• **TASK TO COMPLETE**
This task calls for copying every line of the records that includes the word "impl".

• **TASK INPUTS**

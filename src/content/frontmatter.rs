//! Front-matter parsing

use indexmap::IndexMap;
use serde::Serialize;
use thiserror::Error;

/// Delimiter line that opens and closes the header block
pub const DELIMITER: &str = "---";

/// Errors produced when a document has no well-formed header block
#[derive(Error, Debug, Clone, PartialEq, Eq)]
pub enum FrontMatterError {
    #[error("document does not start with a `---` line")]
    MissingOpeningDelimiter,

    #[error("front-matter block is not closed by a `---` line")]
    MissingClosingDelimiter,
}

/// Flat key/value metadata decoded from a document header
#[derive(Debug, Clone, Default, PartialEq, Eq, Serialize)]
pub struct FrontMatter {
    fields: IndexMap<String, String>,
}

impl FrontMatter {
    /// Create an empty front-matter block
    pub fn new() -> Self {
        Self::default()
    }

    /// Parse front-matter from content string
    /// Returns (front_matter, body)
    pub fn parse(content: &str) -> Result<(Self, &str), FrontMatterError> {
        let (first, mut rest) =
            next_line(content).ok_or(FrontMatterError::MissingOpeningDelimiter)?;
        if first != DELIMITER {
            return Err(FrontMatterError::MissingOpeningDelimiter);
        }

        let mut fm = FrontMatter::new();
        loop {
            let (line, remaining) =
                next_line(rest).ok_or(FrontMatterError::MissingClosingDelimiter)?;
            if line == DELIMITER {
                return Ok((fm, remaining));
            }
            fm.decode_line(line);
            rest = remaining;
        }
    }

    /// Decode a single `key: value` header line, skipping anything else
    fn decode_line(&mut self, line: &str) {
        let Some((key, value)) = line.split_once(':') else {
            return;
        };
        let key = key.trim();
        if key.is_empty() {
            return;
        }
        self.insert(key, unquote(value.trim()));
    }

    /// Set a field, replacing any previous value for the same key
    pub fn insert(&mut self, key: impl Into<String>, value: impl Into<String>) {
        self.fields.insert(key.into(), value.into());
    }

    /// Look up a field
    pub fn get(&self, key: &str) -> Option<&str> {
        self.fields.get(key).map(String::as_str)
    }

    /// Look up a field, treating blank values as absent
    pub fn get_non_empty(&self, key: &str) -> Option<&str> {
        self.get(key).filter(|v| !v.trim().is_empty())
    }

    pub fn len(&self) -> usize {
        self.fields.len()
    }

    pub fn is_empty(&self) -> bool {
        self.fields.is_empty()
    }

    /// Iterate fields in header order
    pub fn iter(&self) -> impl Iterator<Item = (&str, &str)> {
        self.fields.iter().map(|(k, v)| (k.as_str(), v.as_str()))
    }

    /// Serialize the header and append `body`, producing a document that
    /// `parse` reads back to the same fields and body
    pub fn to_document(&self, body: &str) -> String {
        let mut out = String::from(DELIMITER);
        out.push('\n');
        for (key, value) in self.iter() {
            out.push_str(&format!("{}: \"{}\"\n", key, value));
        }
        out.push_str(DELIMITER);
        out.push('\n');
        out.push_str(body);
        out
    }
}

/// Split off the first line, accepting both `\n` and `\r\n` endings.
/// Returns `None` once the input is exhausted.
fn next_line(input: &str) -> Option<(&str, &str)> {
    if input.is_empty() {
        return None;
    }
    let (line, rest) = match input.find('\n') {
        Some(pos) => (&input[..pos], &input[pos + 1..]),
        None => (input, ""),
    };
    Some((line.strip_suffix('\r').unwrap_or(line), rest))
}

/// Strip one matching pair of surrounding double quotes
fn unquote(value: &str) -> &str {
    value
        .strip_prefix('"')
        .and_then(|v| v.strip_suffix('"'))
        .unwrap_or(value)
}

#[cfg(test)]
mod tests {
    use super::*;

    #[test]
    fn test_parse_frontmatter() {
        let content = r#"---
title: "React Best Practices"
date: 2023-06-01
category: Web Development
---
# Heading

Body text.
"#;

        let (fm, body) = FrontMatter::parse(content).unwrap();
        assert_eq!(fm.get("title"), Some("React Best Practices"));
        assert_eq!(fm.get("date"), Some("2023-06-01"));
        assert_eq!(fm.get("category"), Some("Web Development"));
        assert_eq!(body, "# Heading\n\nBody text.\n");
    }

    #[test]
    fn test_crlf_line_endings() {
        let content = "---\r\ntitle: Windows\r\nauthor: \"Jane\"\r\n---\r\nBody\r\n";
        let (fm, body) = FrontMatter::parse(content).unwrap();
        assert_eq!(fm.get("title"), Some("Windows"));
        assert_eq!(fm.get("author"), Some("Jane"));
        assert_eq!(body, "Body\r\n");
    }

    #[test]
    fn test_value_split_at_first_colon() {
        let content = "---\ncover: https://example.com/a.png\ntitle: A: B\n---\n";
        let (fm, body) = FrontMatter::parse(content).unwrap();
        assert_eq!(fm.get("cover"), Some("https://example.com/a.png"));
        assert_eq!(fm.get("title"), Some("A: B"));
        assert_eq!(body, "");
    }

    #[test]
    fn test_skips_blank_and_colonless_lines() {
        let content = "---\n\njust some words\n: no key\ntitle: Kept\n---\nbody";
        let (fm, _) = FrontMatter::parse(content).unwrap();
        assert_eq!(fm.len(), 1);
        assert_eq!(fm.get("title"), Some("Kept"));
    }

    #[test]
    fn test_only_one_pair_of_quotes_stripped() {
        let content = "---\na: \"\"double\"\"\nb: \"unbalanced\nc: \"\n---\n";
        let (fm, _) = FrontMatter::parse(content).unwrap();
        assert_eq!(fm.get("a"), Some("\"double\""));
        assert_eq!(fm.get("b"), Some("\"unbalanced"));
        assert_eq!(fm.get("c"), Some("\""));
    }

    #[test]
    fn test_duplicate_keys_last_wins() {
        let content = "---\ntitle: First\nauthor: A\ntitle: Second\n---\n";
        let (fm, _) = FrontMatter::parse(content).unwrap();
        assert_eq!(fm.get("title"), Some("Second"));
        let keys: Vec<_> = fm.iter().map(|(k, _)| k).collect();
        assert_eq!(keys, vec!["title", "author"]);
    }

    #[test]
    fn test_empty_header() {
        let (fm, body) = FrontMatter::parse("---\n---\nbody").unwrap();
        assert!(fm.is_empty());
        assert_eq!(body, "body");
    }

    #[test]
    fn test_closing_delimiter_at_end_of_input() {
        let (fm, body) = FrontMatter::parse("---\ntitle: T\n---").unwrap();
        assert_eq!(fm.get("title"), Some("T"));
        assert_eq!(body, "");
    }

    #[test]
    fn test_missing_opening_delimiter() {
        assert_eq!(
            FrontMatter::parse("# Just markdown\n").unwrap_err(),
            FrontMatterError::MissingOpeningDelimiter
        );
        assert_eq!(
            FrontMatter::parse("").unwrap_err(),
            FrontMatterError::MissingOpeningDelimiter
        );
        // Delimiter must start at column zero and be exactly three hyphens
        assert_eq!(
            FrontMatter::parse(" ---\ntitle: T\n---\n").unwrap_err(),
            FrontMatterError::MissingOpeningDelimiter
        );
        assert_eq!(
            FrontMatter::parse("----\ntitle: T\n---\n").unwrap_err(),
            FrontMatterError::MissingOpeningDelimiter
        );
    }

    #[test]
    fn test_missing_closing_delimiter() {
        assert_eq!(
            FrontMatter::parse("---\ntitle: T\nbody without end\n").unwrap_err(),
            FrontMatterError::MissingClosingDelimiter
        );
        assert_eq!(
            FrontMatter::parse("---\ntitle: T\n--- \nbody\n").unwrap_err(),
            FrontMatterError::MissingClosingDelimiter
        );
    }

    #[test]
    fn test_body_keeps_later_delimiters() {
        let content = "---\ntitle: T\n---\nintro\n---\nmore\n";
        let (_, body) = FrontMatter::parse(content).unwrap();
        assert_eq!(body, "intro\n---\nmore\n");
    }

    #[test]
    fn test_to_document_reparses() {
        let mut fm = FrontMatter::new();
        fm.insert("title", "Quotes \"inside\" and: colons");
        fm.insert("date", "2023-06-01");
        fm.insert("excerpt", "");
        fm.insert("cover", "\"already quoted\"");

        let doc = fm.to_document("Body\n");
        let (parsed, body) = FrontMatter::parse(&doc).unwrap();
        assert_eq!(parsed, fm);
        assert_eq!(body, "Body\n");
    }
}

• **ANSWER TO THIS EXERCISE**
impl FrontMatter {
    pub fn insert(&mut self, key: impl Into<String>, value: impl Into<String>) {
    pub fn iter(&self) -> impl Iterator<Item = (&str, &str)> {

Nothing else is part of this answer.